Tutta la concentrazione si appunta sulla simpatia – al tempo inaudita – del Maestro di Nazaret per un bambino, ma il seguito di quelle parole rischia di far schiantare al suolo un intero apparato teologico, che, in qualche modo – e absit iniuria verbis – ha per così dire “idolatrato” il Gesù storico, il quale respinge invece via da sé l’attenzione, ma proprio completamente, per dirottarla altrove, verso Qualcuno (o Qualcuna) d’Altro. “Chi accoglie me, non accoglie me”.

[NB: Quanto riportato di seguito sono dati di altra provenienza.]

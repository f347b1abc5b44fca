use chrono::{DateTime, Duration, Local, NaiveDate, Utc};
use serde::{Deserialize, Serialize};
use std::fmt;
use std::str::FromStr;
use thiserror::Error;

/// A simple clock abstraction for deterministic time in services and tests.
#[derive(Debug, Clone, Copy, Default)]
pub enum Clock {
    #[default]
    Default,
    Fixed(DateTime<Utc>),
}

impl Clock {
    /// Returns a clock that uses the current system time.
    #[must_use]
    pub fn default_clock() -> Self {
        Self::Default
    }

    /// Returns a clock fixed at the given timestamp.
    #[must_use]
    pub fn fixed(at: DateTime<Utc>) -> Self {
        Self::Fixed(at)
    }

    /// Returns the current time according to the clock.
    #[must_use]
    pub fn now(&self) -> DateTime<Utc> {
        match self {
            Clock::Default => Utc::now(),
            Clock::Fixed(t) => *t,
        }
    }

    /// Returns the calendar day the user is living in.
    ///
    /// The system clock uses the device's local timezone; a fixed clock is
    /// pinned to UTC so tests do not depend on the host timezone.
    #[must_use]
    pub fn today(&self) -> CalendarDay {
        match self {
            Clock::Default => CalendarDay::from_date(Local::now().date_naive()),
            Clock::Fixed(t) => CalendarDay::from_date(t.date_naive()),
        }
    }

    /// If this is a fixed clock, advance it by the given duration.
    ///
    /// Has no effect on `Clock::Default`.
    pub fn advance(&mut self, delta: Duration) {
        if let Clock::Fixed(t) = self {
            *t += delta;
        }
    }
}

//
// ─── CALENDAR DAY ──────────────────────────────────────────────────────────────
//

/// Format written to storage for day markers.
const ISO_FORMAT: &str = "%Y-%m-%d";

/// Marker format older clients wrote (`Mon Jan 01 2024`).
const LEGACY_FORMAT: &str = "%a %b %d %Y";

#[derive(Debug, Error, Clone, PartialEq, Eq)]
#[error("unrecognised day marker: {raw:?}")]
pub struct CalendarDayError {
    pub raw: String,
}

/// A timezone-free calendar date identifying "today" for the daily program.
#[derive(Clone, Copy, PartialEq, Eq, Hash, PartialOrd, Ord, Serialize, Deserialize)]
#[serde(try_from = "String", into = "String")]
pub struct CalendarDay(NaiveDate);

impl CalendarDay {
    #[must_use]
    pub fn from_date(date: NaiveDate) -> Self {
        Self(date)
    }

    /// Builds a day from year, month and day-of-month.
    #[must_use]
    pub fn from_ymd(year: i32, month: u32, day: u32) -> Option<Self> {
        NaiveDate::from_ymd_opt(year, month, day).map(Self)
    }

    /// Parses a stored marker, accepting both ISO and the legacy format.
    ///
    /// # Errors
    ///
    /// Returns `CalendarDayError` when neither format matches.
    pub fn parse_marker(raw: &str) -> Result<Self, CalendarDayError> {
        let trimmed = raw.trim();
        NaiveDate::parse_from_str(trimmed, ISO_FORMAT)
            .or_else(|_| NaiveDate::parse_from_str(trimmed, LEGACY_FORMAT))
            .map(Self)
            .map_err(|_| CalendarDayError {
                raw: raw.to_owned(),
            })
    }

    /// Marker string written to storage.
    #[must_use]
    pub fn marker(&self) -> String {
        self.0.format(ISO_FORMAT).to_string()
    }

    #[must_use]
    pub fn date(&self) -> NaiveDate {
        self.0
    }

    #[must_use]
    pub fn previous(&self) -> Option<Self> {
        self.0.pred_opt().map(Self)
    }

    #[must_use]
    pub fn next(&self) -> Option<Self> {
        self.0.succ_opt().map(Self)
    }
}

impl fmt::Debug for CalendarDay {
    fn fmt(&self, f: &mut fmt::Formatter<'_>) -> fmt::Result {
        write!(f, "CalendarDay({})", self.marker())
    }
}

impl fmt::Display for CalendarDay {
    fn fmt(&self, f: &mut fmt::Formatter<'_>) -> fmt::Result {
        f.write_str(&self.marker())
    }
}

impl FromStr for CalendarDay {
    type Err = CalendarDayError;

    fn from_str(s: &str) -> Result<Self, Self::Err> {
        Self::parse_marker(s)
    }
}

impl TryFrom<String> for CalendarDay {
    type Error = CalendarDayError;

    fn try_from(value: String) -> Result<Self, Self::Error> {
        Self::parse_marker(&value)
    }
}

impl From<CalendarDay> for String {
    fn from(value: CalendarDay) -> Self {
        value.marker()
    }
}

/// Deterministic timestamp for tests and examples (2023-11-14T22:13:20Z).
pub const FIXED_TEST_TIMESTAMP: i64 = 1_700_000_000;

/// Returns a deterministic `DateTime<Utc>` for tests and doc examples.
///
/// # Panics
///
/// Panics if the fixed timestamp cannot be represented.
#[must_use]
pub fn fixed_now() -> DateTime<Utc> {
    DateTime::<Utc>::from_timestamp(FIXED_TEST_TIMESTAMP, 0)
        .expect("fixed timestamp should be valid")
}

/// Returns a `Clock` fixed at the deterministic test timestamp.
#[must_use]
pub fn fixed_clock() -> Clock {
    Clock::fixed(fixed_now())
}
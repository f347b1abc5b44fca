use async_trait::async_trait;
use chrono::Utc;
use svenska_core::model::{UserId, UserProfile};

use super::SqliteRepository;
use super::mapping::{map_profile_row, to_json, u64_to_i64};
use crate::repository::{ProfileRepository, StorageError};

#[async_trait]
impl ProfileRepository for SqliteRepository {
    async fn get_profile(&self, id: UserId) -> Result<Option<UserProfile>, StorageError> {
        let row = sqlx::query(
            r"
            SELECT
                id,
                level,
                total_points,
                difficulty_preference,
                enabled_categories,
                completed_phrases,
                completed_days,
                badges
            FROM user_profiles
            WHERE id = ?1
            ",
        )
        .bind(id.to_string())
        .fetch_optional(&self.pool)
        .await
        .map_err(|err| StorageError::Connection(err.to_string()))?;

        row.as_ref().map(map_profile_row).transpose()
    }

    async fn save_profile(&self, profile: &UserProfile) -> Result<(), StorageError> {
        let enabled_categories = profile
            .enabled_categories()
            .map(|ids| to_json(&ids))
            .transpose()?;

        sqlx::query(
            r"
            INSERT INTO user_profiles (
                id,
                level,
                total_points,
                difficulty_preference,
                enabled_categories,
                completed_phrases,
                completed_days,
                badges,
                updated_at
            )
            VALUES (?1, ?2, ?3, ?4, ?5, ?6, ?7, ?8, ?9)
            ON CONFLICT(id) DO UPDATE SET
                level = excluded.level,
                total_points = excluded.total_points,
                difficulty_preference = excluded.difficulty_preference,
                enabled_categories = excluded.enabled_categories,
                completed_phrases = excluded.completed_phrases,
                completed_days = excluded.completed_days,
                badges = excluded.badges,
                updated_at = excluded.updated_at
            ",
        )
        .bind(profile.user_id().to_string())
        .bind(i64::from(profile.level()))
        .bind(u64_to_i64("total_points", profile.total_points())?)
        .bind(profile.difficulty_preference().map(|band| band.as_str()))
        .bind(enabled_categories)
        .bind(to_json(profile.completed_phrases())?)
        .bind(to_json(profile.completed_days())?)
        .bind(to_json(profile.badges())?)
        .bind(Utc::now())
        .execute(&self.pool)
        .await
        .map_err(|err| StorageError::Connection(err.to_string()))?;

        Ok(())
    }
}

Qualche settimana fa don Severino Dianich ha ben ritratto “il tradimento dei teologi” – e, non a caso, non “delle teologhe” -, lamentando «che i teologi di allora, a differenza di quel che accade oggi, mordevano davvero sull’opinione pubblica del proprio tempo, se in un certo giorno degli anni Settanta la Repubblica di Scalfari dedicava un’intera pagina all’intervista del vicepresidente dell’ATI di allora, condotta da Domenico Del Rio, uno dei migliori vaticanisti della storia del giornalismo.».

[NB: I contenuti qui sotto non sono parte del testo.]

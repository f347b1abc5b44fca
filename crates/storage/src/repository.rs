use async_trait::async_trait;
use std::collections::HashMap;
use std::sync::{Arc, Mutex};
use svenska_core::model::{UserId, UserProfile};
use thiserror::Error;

/// Errors surfaced by storage adapters.
#[derive(Debug, Error)]
#[non_exhaustive]
pub enum StorageError {
    #[error("not found")]
    NotFound,

    #[error("conflict")]
    Conflict,

    #[error("connection error: {0}")]
    Connection(String),

    #[error("serialization error: {0}")]
    Serialization(String),
}

/// Durable device-local string store (the browser's `localStorage` role).
///
/// Writes to different keys are independent; callers must tolerate a partial
/// update across keys.
#[async_trait]
pub trait KeyValueStore: Send + Sync {
    /// Read the value stored under `key`.
    ///
    /// # Errors
    ///
    /// Returns `StorageError` if the backend cannot be read.
    async fn get(&self, key: &str) -> Result<Option<String>, StorageError>;

    /// Store `value` under `key`, replacing any previous value.
    ///
    /// # Errors
    ///
    /// Returns `StorageError` if the value cannot be written.
    async fn set(&self, key: &str, value: &str) -> Result<(), StorageError>;

    /// Delete `key`. Removing a missing key is not an error.
    ///
    /// # Errors
    ///
    /// Returns `StorageError` if the backend cannot be written.
    async fn remove(&self, key: &str) -> Result<(), StorageError>;
}

/// Account store holding learner profiles. Last write wins.
#[async_trait]
pub trait ProfileRepository: Send + Sync {
    /// Fetch a profile by user id.
    ///
    /// # Errors
    ///
    /// Returns `StorageError` on backend or decoding failures.
    async fn get_profile(&self, id: UserId) -> Result<Option<UserProfile>, StorageError>;

    /// Persist or replace a profile.
    ///
    /// # Errors
    ///
    /// Returns `StorageError` if the profile cannot be stored.
    async fn save_profile(&self, profile: &UserProfile) -> Result<(), StorageError>;
}

/// Simple in-memory repository implementation for testing and prototyping.
#[derive(Clone, Default)]
pub struct InMemoryRepository {
    entries: Arc<Mutex<HashMap<String, String>>>,
    profiles: Arc<Mutex<HashMap<UserId, UserProfile>>>,
}

impl InMemoryRepository {
    #[must_use]
    pub fn new() -> Self {
        Self {
            entries: Arc::new(Mutex::new(HashMap::new())),
            profiles: Arc::new(Mutex::new(HashMap::new())),
        }
    }
}

#[async_trait]
impl KeyValueStore for InMemoryRepository {
    async fn get(&self, key: &str) -> Result<Option<String>, StorageError> {
        let guard = self
            .entries
            .lock()
            .map_err(|e| StorageError::Connection(e.to_string()))?;
        Ok(guard.get(key).cloned())
    }

    async fn set(&self, key: &str, value: &str) -> Result<(), StorageError> {
        let mut guard = self
            .entries
            .lock()
            .map_err(|e| StorageError::Connection(e.to_string()))?;
        guard.insert(key.to_owned(), value.to_owned());
        Ok(())
    }

    async fn remove(&self, key: &str) -> Result<(), StorageError> {
        let mut guard = self
            .entries
            .lock()
            .map_err(|e| StorageError::Connection(e.to_string()))?;
        guard.remove(key);
        Ok(())
    }
}

#[async_trait]
impl ProfileRepository for InMemoryRepository {
    async fn get_profile(&self, id: UserId) -> Result<Option<UserProfile>, StorageError> {
        let guard = self
            .profiles
            .lock()
            .map_err(|e| StorageError::Connection(e.to_string()))?;
        Ok(guard.get(&id).cloned())
    }

    async fn save_profile(&self, profile: &UserProfile) -> Result<(), StorageError> {
        let mut guard = self
            .profiles
            .lock()
            .map_err(|e| StorageError::Connection(e.to_string()))?;
        guard.insert(profile.user_id(), profile.clone());
        Ok(())
    }
}

/// Aggregates the local store and the account store behind trait objects for easy backend swapping.
#[derive(Clone)]
pub struct Storage {
    pub local: Arc<dyn KeyValueStore>,
    pub profiles: Arc<dyn ProfileRepository>,
}

impl Storage {
    #[must_use]
    pub fn in_memory() -> Self {
        let repo = InMemoryRepository::new();
        let local: Arc<dyn KeyValueStore> = Arc::new(repo.clone());
        let profiles: Arc<dyn ProfileRepository> = Arc::new(repo);
        Self { local, profiles }
    }
}

#[cfg(test)]
mod tests {
    use super::*;
    use svenska_core::model::{Badge, DifficultyBand};

    #[tokio::test]
    async fn key_value_set_get_remove() {
        let repo = InMemoryRepository::new();
        assert_eq!(repo.get("dailyProgramDate").await.unwrap(), None);

        repo.set("dailyProgramDate", "2024-01-01").await.unwrap();
        repo.set("dailyProgramDate", "2024-01-02").await.unwrap();
        assert_eq!(
            repo.get("dailyProgramDate").await.unwrap().as_deref(),
            Some("2024-01-02")
        );

        repo.remove("dailyProgramDate").await.unwrap();
        repo.remove("dailyProgramDate").await.unwrap();
        assert_eq!(repo.get("dailyProgramDate").await.unwrap(), None);
    }

    #[tokio::test]
    async fn round_trips_profile() {
        let repo = InMemoryRepository::new();
        let mut profile = UserProfile::new(UserId::generate());
        profile.set_difficulty_preference(Some(DifficultyBand::Hard));
        profile.award_badge(Badge::LevelFive);

        repo.save_profile(&profile).await.unwrap();

        let fetched = repo.get_profile(profile.user_id()).await.unwrap();
        assert_eq!(fetched, Some(profile));
        assert_eq!(repo.get_profile(UserId::generate()).await.unwrap(), None);
    }

    #[tokio::test]
    async fn storage_handles_share_state() {
        let storage = Storage::in_memory();
        storage.local.set("k", "v").await.unwrap();
        let profile = UserProfile::new(UserId::generate());
        storage.profiles.save_profile(&profile).await.unwrap();
        assert_eq!(storage.local.get("k").await.unwrap().as_deref(), Some("v"));
        assert!(storage.profiles.get_profile(profile.user_id()).await.unwrap().is_some());
    }
}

Eppure spazio per la teologia ci sarebbe dappertutto, se solo non si ignorasse – appunto – la provocazione profonda delle Scritture, ad esempio evitando di pensare a cosa mai potrebbe voler dire accogliere un Cristo che, raccolta l’attenzione, la devia e la rifrange su chi l’ha mandato, su un Altro, o un’Altra, sconosciuto/a. Sembra quasi fastidiosa simile ammonizione.
Questo pomeriggio, nella Chiesa parrocchiale di Sant’Antonio Taumaturgo, in pieno centro, il Vescovo di Trieste mons. Enrico Trevisi ha consegnato alla Diocesi la sua seconda Lettera Pastorale, intitolata Io sono con te.
Scrive a pag. 18 della Lettera mons. Trevisi: Se la Fede non si rigenera, degenera: sa di passato ammuffito.
Qui è come sintetizzata la novità dell’episcopato del presule triestino: la centralità della dimensione pastorale della fede ecclesiale.
Dieci anni fa pressoché esatti il rione di Roiano, sobborgo di Trieste – ove ha sede legale il nostro settimanale –, vide sbaragliato l’intero presbiterio parrocchiale, dal parroco a tutti i cappellani, creando una ferita nel tessuto socio-ecclesiale del rione che, sostanzialmente, non si è più rimarginata e non è stata più curata, nonostante l’aggravarsi del quadro relativo alla convivenza territoriale, anche sotto il profilo dell’ordine pubblico. Le ragioni stavano, verosimilmente, nella ritenuta eccessiva prossimità pastorale di quei preti alla gente di Roiano, con pregiudizio, evidentemente ritenuto inaccettabile, delle ragioni del sacro da riaffermare e ristabilire.
Dieci anni dopo, anche se parte ancora un altro cappellano da Roiano verso altra Parrocchia, il riferimento comunitario centrale, l’asse di riferimento vero e proprio, è completamente mutato, se non rovesciato, la direzione quasi invertita, e la comunità ecclesiale cattolica tutta sa di avere nel Vescovo un Pastore che si spende per il bene della Città, prima ancora che della Diocesi intesa come presenza di Chiesa. Una Chiesa a servizio della Città, come intitolava a metà degli Anni Ottanta dello scorso secolo un documento fondativo dell’episcopato di mons. Lorenzo Bellomi, indimenticabile Vescovo del capoluogo giuliano.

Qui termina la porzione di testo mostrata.